Some ponder whether the yay feminism approach adopted by many schools, both in terms of mandatory classes (be it because money spinner or because some ideology) and similar lack of due process (how common or not might be debated, its impact however is a different matter) make it less desirable.

Some ponder whether the trades are both more fun and if not more lucrative (though they certainly can be -- many skilled trades types if they get a business going and a small crew outearn basic salaries even for STEM stuff) then suitably lucrative -- some random thing said 900000 over the course of life, no small chunk of change but lop off loan repayments and divide by 45 for working life as a crude per year thing and remainder you can quite happily live on.

Some have wondered whether it will also cause a bit of a "man drought" if such things are seen as a necessary status symbol. Doubtless a trip through various dating websites, divorce reasons, or list of desired traits in spot questions would bear this out.
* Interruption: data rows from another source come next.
//! Encoding a tree.
//!
//! The tree is written in pre-order. Every node starts with a tag byte,
//! whose continuation bit is set by the parent, depending on whether more
//! items follow the node in the parent's layout. The program-specific
//! literals follow the last node.

use crate::bytes::literal::write_literals;
use crate::bytes::{flags_byte, Position, Sentinel, FLAGS_PRESENT, HOLE, LIST_END, PREFIX};
use crate::kind::KindRegistry;
use crate::literals::{Dictionary, LiteralCode, LiteralTable};
use crate::number;
use crate::{EncodeError, SchemaError, Statistics, MAX_NESTING};

use bean_shared::ast::*;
Amusing more than anything from where I sit but something people consider, especially if women do stick to their guns and thus leave a whole generation of 20 something men with nothing to lose (seldom a good time anywhere or anywhen that has happened in history).

At the same time and related to the employability concerns are questions of whether every degree is a good degree***, both in terms of content of it and school you go to.
This would also bring up the differences in sex between courses; STEM (which is short for Science, Technology, Engineering and Maths) being rather favoured by males, and also tending to have the best rates of employment after graduation, job security, salaries and more besides.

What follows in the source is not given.